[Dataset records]

[Start of section]

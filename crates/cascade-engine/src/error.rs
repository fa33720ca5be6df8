//! Engine-level error types.

use cascade_core::CascadeError;
use cascade_storage::StorageError;
use thiserror::Error;

pub type Result<T> = std::result::Result<T, EngineError>;

/// Errors surfaced by the pipeline runtime (streams, manager, step
/// lifecycle, unroll). See spec §7 for the policy governing each variant.
#[derive(Error, Debug)]
pub enum EngineError {
    /// A port's stream spec (`"name"` or `"name:weight"`) failed to parse.
    /// Fatal at setup (spec §7: configuration errors never let the engine
    /// start).
    #[error("invalid stream spec '{0}': {1}")]
    InvalidStreamSpec(String, String),

    /// A step's shape requires a port (e.g. a transform's `"input"` or
    /// `"output"`) that its config never declared. Fatal at setup, same
    /// policy as `InvalidStreamSpec` (spec §7).
    #[error("step '{step}' has no resolved port '{port}'")]
    UnresolvedPort { step: String, port: String },

    #[error(transparent)]
    Cascade(#[from] CascadeError),

    #[error(transparent)]
    Storage(#[from] StorageError),

    /// A `process`/`generate`/`sink` call from user step code failed. Caught
    /// at the worker boundary, logged, and the worker continues (spec §7).
    #[error("step '{step}' failed: {source}")]
    Step {
        step: String,
        #[source]
        source: Box<dyn std::error::Error + Send + Sync>,
    },
}

impl EngineError {
    pub fn step(step: impl Into<String>, source: impl std::error::Error + Send + Sync + 'static) -> Self {
        EngineError::Step { step: step.into(), source: Box::new(source) }
    }
}

/// Result type returned by user-provided `Source`/`Transform`/`Sink` bodies.
/// Kept generic over the user's own error type so implementers are not
/// forced to depend on `cascade-engine`'s error enum.
pub type StepResult<T> = std::result::Result<T, Box<dyn std::error::Error + Send + Sync>>;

[End of section]

Exercise:
Beginning at the top of the data, please return every line until and including the line containing "A step's shape", copied exactly, and nothing past it.

Exercise result:
filename crates/cascade-engine/src/error.rs
repository fa33720ca5be6df8
//! Engine-level error types.

use cascade_core::CascadeError;
use cascade_storage::StorageError;
use thiserror::Error;

pub type Result<T> = std::result::Result<T, EngineError>;

/// Errors surfaced by the pipeline runtime (streams, manager, step
/// lifecycle, unroll). See spec §7 for the policy governing each variant.
#[derive(Error, Debug)]
pub enum EngineError {
    /// A port's stream spec (`"name"` or `"name:weight"`) failed to parse.
    /// Fatal at setup (spec §7: configuration errors never let the engine
    /// start).
    #[error("invalid stream spec '{0}': {1}")]
    InvalidStreamSpec(String, String),

    /// A step's shape requires a port (e.g. a transform's `"input"` or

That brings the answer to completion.